The terminal had been waiting. That's the part that stays with you -- not the data, not the network map, not the revelation that the tap predates everything you thought you understood about how this city works. The waiting. Forty years of amber light and a heart-rate pulse and a handprint on glass that has no door on the other side. Someone built this to outlast them. It did.
Field Report // Rael, Null Chorus Internal Archive, Restricted
This is not a combat mission. It is a mission about discovery - about going somewhere you're not supposed to go and finding something that changes what every previous mission was about. The submerged city is not a dungeon. It's a place that people work in and have rules about. Respect those rules and gain allies. Break them and face consequences.
07 Mission 3: False Signal Mission 3
03
False Signal
Espionage // Three-Path Finale // 36 Hours to False Flag
With 36 hours before a false flag kills the Brotherhood summit and starts a war that benefits exactly one party, operators have enough evidence to stop it - and three different ways to do that, each of which costs something they may not want to spend.

Situation Brief

The cores gave you the full picture. Or close enough that the gaps don't change what needs to happen in the next 36 hours.

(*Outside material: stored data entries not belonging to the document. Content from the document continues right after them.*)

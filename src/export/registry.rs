//! Model versioning and registry
//!
//! Resolves a model name to the URI of its newest artifact. The local
//! registry keeps one JSON artifact per version under `<root>/<name>/` and an
//! `index.json` listing them.

use serde::{Deserialize, Serialize};
use std::collections::HashMap;
use std::fmt;
use std::fs::{self, File};
use std::io::{BufReader, BufWriter};
use std::path::{Path, PathBuf};
use tracing::{debug, info};

use crate::error::{Result, ScoringError};
use crate::inference::ModelArtifact;

/// Location of a model artifact
#[derive(Debug, Clone, PartialEq, Eq, Hash, Serialize, Deserialize)]
pub struct ModelUri(String);

impl ModelUri {
    const FILE_SCHEME: &'static str = "file://";

    pub fn new(uri: impl Into<String>) -> Self {
        Self(uri.into())
    }

    pub fn from_path(path: &Path) -> Self {
        Self(format!("{}{}", Self::FILE_SCHEME, path.display()))
    }

    pub fn as_str(&self) -> &str {
        &self.0
    }

    /// Filesystem path of the artifact; accepts `file://` URIs and bare paths
    pub fn to_path(&self) -> Result<PathBuf> {
        if let Some(rest) = self.0.strip_prefix(Self::FILE_SCHEME) {
            return Ok(PathBuf::from(rest));
        }
        match self.0.split_once("://") {
            Some((scheme, _)) => Err(ScoringError::ModelNotFound(format!(
                "unsupported URI scheme '{}' in {}",
                scheme, self.0
            ))),
            None => Ok(PathBuf::from(&self.0)),
        }
    }
}

impl fmt::Display for ModelUri {
    fn fmt(&self, f: &mut fmt::Formatter<'_>) -> fmt::Result {
        f.write_str(&self.0)
    }
}

/// Resolves model names to artifact URIs
pub trait ModelRegistry {
    fn resolve(&self, name: &str) -> Result<ModelUri>;
}

/// Semantic version
#[derive(Debug, Clone, PartialEq, Eq, PartialOrd, Ord, Hash, Serialize, Deserialize)]
pub struct ModelVersion {
    pub major: u32,
    pub minor: u32,
    pub patch: u32,
}

impl ModelVersion {
    pub fn new(major: u32, minor: u32, patch: u32) -> Self {
        Self { major, minor, patch }
    }

    /// Parse from string (e.g., "1.2.3")
    pub fn parse(s: &str) -> Result<Self> {
        let parts: Vec<&str> = s.trim().trim_start_matches('v').split('.').collect();
        if parts.len() != 3 {
            return Err(ScoringError::InvalidParameter {
                name: "version".to_string(),
                value: s.to_string(),
                reason: "expected MAJOR.MINOR.PATCH".to_string(),
            });
        }

        let component = |part: &str| -> Result<u32> {
            part.parse().map_err(|_| ScoringError::InvalidParameter {
                name: "version".to_string(),
                value: s.to_string(),
                reason: format!("'{}' is not a number", part),
            })
        };

        Ok(Self::new(
            component(parts[0])?,
            component(parts[1])?,
            component(parts[2])?,
        ))
    }
}

impl fmt::Display for ModelVersion {
    fn fmt(&self, f: &mut fmt::Formatter<'_>) -> fmt::Result {
        write!(f, "{}.{}.{}", self.major, self.minor, self.patch)
    }
}

impl Default for ModelVersion {
    fn default() -> Self {
        Self::new(1, 0, 0)
    }
}

/// Model registry entry (metadata only, without model data)
#[derive(Debug, Clone, Serialize, Deserialize)]
pub struct RegistryEntry {
    pub name: String,
    pub version: ModelVersion,
    /// File path relative to registry root
    pub path: String,
    /// Registration timestamp (RFC 3339)
    pub registered_at: String,
}

/// Registry index
#[derive(Debug, Clone, Serialize, Deserialize, Default)]
pub struct RegistryIndex {
    /// All models by name
    pub models: HashMap<String, Vec<RegistryEntry>>,
}

/// Directory-backed model registry
pub struct LocalModelRegistry {
    root: PathBuf,
    index: RegistryIndex,
}

impl LocalModelRegistry {
    const INDEX_FILE: &'static str = "index.json";

    /// Create or open registry at path
    pub fn open(path: impl AsRef<Path>) -> Result<Self> {
        let root = path.as_ref().to_path_buf();

        let index_path = root.join(Self::INDEX_FILE);
        let index = if index_path.exists() {
            let file = File::open(&index_path)?;
            serde_json::from_reader(BufReader::new(file)).map_err(|e| {
                ScoringError::SerializationError(format!(
                    "Failed to read registry index {}: {}",
                    index_path.display(),
                    e
                ))
            })?
        } else {
            RegistryIndex::default()
        };

        debug!(root = %root.display(), models = index.models.len(), "Opened model registry");
        Ok(Self { root, index })
    }

    fn save_index(&self) -> Result<()> {
        let file = File::create(self.root.join(Self::INDEX_FILE))?;
        serde_json::to_writer_pretty(BufWriter::new(file), &self.index)?;
        Ok(())
    }

    /// Store an artifact as the given version of `name`
    pub fn register(
        &mut self,
        name: &str,
        version: ModelVersion,
        artifact: &ModelArtifact,
    ) -> Result<ModelUri> {
        let model_dir = self.root.join(name);
        fs::create_dir_all(&model_dir)?;

        let file_name = format!("v{}.json", version);
        let relative_path = format!("{}/{}", name, file_name);
        let file = File::create(model_dir.join(&file_name))?;
        serde_json::to_writer_pretty(BufWriter::new(file), artifact)?;

        let entries = self.index.models.entry(name.to_string()).or_default();
        entries.retain(|e| e.version != version);
        entries.push(RegistryEntry {
            name: name.to_string(),
            version: version.clone(),
            path: relative_path.clone(),
            registered_at: chrono::Utc::now().to_rfc3339(),
        });

        self.save_index()?;
        info!(model = name, version = %version, "Registered model");

        Ok(ModelUri::from_path(&self.root.join(relative_path)))
    }

    /// Latest registered version of `name`
    pub fn latest(&self, name: &str) -> Option<&RegistryEntry> {
        self.index
            .models
            .get(name)
            .and_then(|entries| entries.iter().max_by(|a, b| a.version.cmp(&b.version)))
    }

    /// List versions of a model
    pub fn list_versions(&self, name: &str) -> Vec<ModelVersion> {
        self.index
            .models
            .get(name)
            .map(|entries| entries.iter().map(|e| e.version.clone()).collect())
            .unwrap_or_default()
    }
}

impl ModelRegistry for LocalModelRegistry {
    fn resolve(&self, name: &str) -> Result<ModelUri> {
        let entry = self.latest(name).ok_or_else(|| {
            ScoringError::ModelNotFound(format!(
                "'{}' is not registered in {}",
                name,
                self.root.display()
            ))
        })?;
        Ok(ModelUri::from_path(&self.root.join(&entry.path)))
    }
}

#[cfg(test)]
mod tests {
    use super::*;
    use crate::inference::{ModelMetadata, RegressionModel};
    use tempfile::TempDir;

    fn artifact(intercept: f64) -> ModelArtifact {
        ModelArtifact::new(
            ModelMetadata::new("demand", vec!["x".to_string()]),
            RegressionModel::Linear {
                coefficients: vec![1.0],
                intercept,
            },
        )
    }

    #[test]
    fn test_version_parsing() {
        let v = ModelVersion::parse("1.2.3").unwrap();
        assert_eq!(v, ModelVersion::new(1, 2, 3));
        assert_eq!(ModelVersion::parse("v2.0.1").unwrap().to_string(), "2.0.1");
        assert!(ModelVersion::parse("1.2").is_err());
        assert!(ModelVersion::parse("1.x.3").is_err());
    }

    #[test]
    fn test_version_ordering() {
        assert!(ModelVersion::new(1, 0, 0) < ModelVersion::new(1, 1, 0));
        assert!(ModelVersion::new(1, 9, 9) < ModelVersion::new(2, 0, 0));
        assert!(ModelVersion::new(1, 2, 10) > ModelVersion::new(1, 2, 9));
    }

    #[test]
    fn test_resolve_latest_version() {
        let dir = TempDir::new().unwrap();
        let mut registry = LocalModelRegistry::open(dir.path()).unwrap();
        registry
            .register("demand", ModelVersion::new(1, 10, 0), &artifact(1.0))
            .unwrap();
        registry
            .register("demand", ModelVersion::new(1, 2, 0), &artifact(2.0))
            .unwrap();

        let reopened = LocalModelRegistry::open(dir.path()).unwrap();
        let uri = reopened.resolve("demand").unwrap();
        assert!(uri.as_str().starts_with("file://"));
        assert!(uri.as_str().ends_with("demand/v1.10.0.json"));
        assert!(uri.to_path().unwrap().is_file());
        assert_eq!(reopened.list_versions("demand").len(), 2);
    }

    #[test]
    fn test_resolve_unknown_model() {
        let dir = TempDir::new().unwrap();
        let registry = LocalModelRegistry::open(dir.path()).unwrap();
        let err = registry.resolve("missing").unwrap_err();
        assert!(matches!(err, ScoringError::ModelNotFound(_)));
    }

    #[test]
    fn test_uri_to_path() {
        assert_eq!(
            ModelUri::new("file:///models/m.json").to_path().unwrap(),
            PathBuf::from("/models/m.json")
        );
        assert_eq!(
            ModelUri::new("models/m.json").to_path().unwrap(),
            PathBuf::from("models/m.json")
        );
        assert!(matches!(
            ModelUri::new("s3://bucket/m.json").to_path(),
            Err(ScoringError::ModelNotFound(_))
        ));
    }
}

The Brotherhood of Shadows is hosting an archive summit in Gorodskie Ekho. Senior scholars from the western nodes. The agenda is the Halcyon Problem - the pattern of Document Wars destruction that's been bothering Brotherhood analysts for twenty years. They're close. Six months before they connect the pattern to an organization with a name.

Kova's play: the Pale Roster, dressed in EO military gear, hits the summit and kills the senior scholars. Blame falls on the Eurasian Oligarchy. Brotherhood fractures. NAF moves on the submerged Lumicite installation. Clean, deniable, effective.

She's had this planned for eight months. The Pale Roster is already inside the Echo, in EO cover, positioned.

You have the evidence. You have 36 hours. You have three options.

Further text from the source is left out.